Al contrario, ha sostenuto Fisichella, “diritti, giustizia sociale, coesione e senso di responsabilità” devono marciare di pari passo. E in questa prospettiva non si può non rilanciare la costruzione di un’Europa, chiamata all’unità nel mantenimento delle proprie tradizioni particolari.

“Solo gli europei – ha scandito l’esponente della Curia, collaboratore di papa Francesco – hanno una visione umanistica globale. Solo l’Europa, non gli Stati Uniti o altri Paesi!”. In prima fila, tra il pubblico, c’era ad ascoltarlo Lorenzo Guerini, già ministro della Difesa e attuale presidente del Copasir, un cattolico esponente di spicco della corrente riformista del Pd, di cui è stato vicesegretario.
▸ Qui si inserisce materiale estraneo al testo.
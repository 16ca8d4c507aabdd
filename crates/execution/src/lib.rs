#![forbid(unsafe_code)]
#![warn(missing_docs)]

//! # Weft Execution
//!
//! Per-run execution state for the Weft workflow engine.
//!
//! This crate models execution-time concepts — it does NOT contain the
//! scheduler. It defines:
//!
//! - [`RunStatus`] — the run-level state machine, with transitions validated
//!   by the [`transition`] module
//! - [`ExecutionContext`] — the mutable per-run aggregate the scheduler owns
//!   exclusively: block states, decisions, the active path, loop state
//! - [`BlockLog`] — the ordered activation log
//! - [`ExecutionOptions`] and [`ResponseScope`] — per-run knobs
//! - [`ExecutionResult`] — the structured envelope returned across the
//!   engine boundary (no panics, no raw errors cross it)

pub mod context;
pub mod error;
pub mod log;
pub mod options;
pub mod result;
pub mod status;
pub mod transition;

pub use context::{BlockState, Decisions, ExecutionContext};
pub use error::StateError;
pub use log::BlockLog;
pub use options::{ExecutionOptions, ResponseScope};
pub use result::{ExecutionResult, RunError, RunErrorKind, RunMetadata};
pub use status::RunStatus;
Finite le strette di mano e i complimenti, svuotatasi la sala, emergeva plasticamente l’interrogativo: quanto di questi stimoli passi davvero nell’area cosiddetta cattolica del Pd, quanto diventi carne viva dell’azione e della proposta politica.

In realtà dei cosiddetti cattolici piddini si sente parlare soltanto se uno di loro – diciamo Beppe Fioroni o Enrico Borghi – abbandona il partito e se ne va altrove. C’è da domandarsi però in che cosa consista la “cattolicità politica” di esponenti del genere. Perché quando si parla delle aree culturali che hanno dato vita al Partito democratico non si parla dell’incontro della tradizione laico-progressista e del movimento riformatore di tradizione socialista o del Pci con una generica prassi democristiana: bensì con la tradizione del cattolicesimo sociale e del cattolicesimo democratico. Sono cose ben distinte.

Un primo punto. Di fronte alla drammatica situazione della guerra in Ucraina non si sente una voce, non si percepisce un’idea farsi strada nell’area dei cosiddetti cattolici riformisti del Pd. Il cessate il fuoco, auspicato dal Vaticano, gli sforzi della missione del cardinale Zuppi, non sembrano stimolare nessuna riflessione. La razionalità di dire no a un ingresso immediato di Kiev nella Nato rimane prerogativa del presidente Biden. La riflessione se sia addirittura opportuno che l’Ucraina entri nel patto atlantico – in una prospettiva futura di rapporti da riallacciare con Mosca, una volta garantita la sovranità dell’Ucraina – resta appannaggio del dibattito che negli Stati Uniti si svolge pubblicamente tra gli esperti con una libertà che in Italia manca totalmente.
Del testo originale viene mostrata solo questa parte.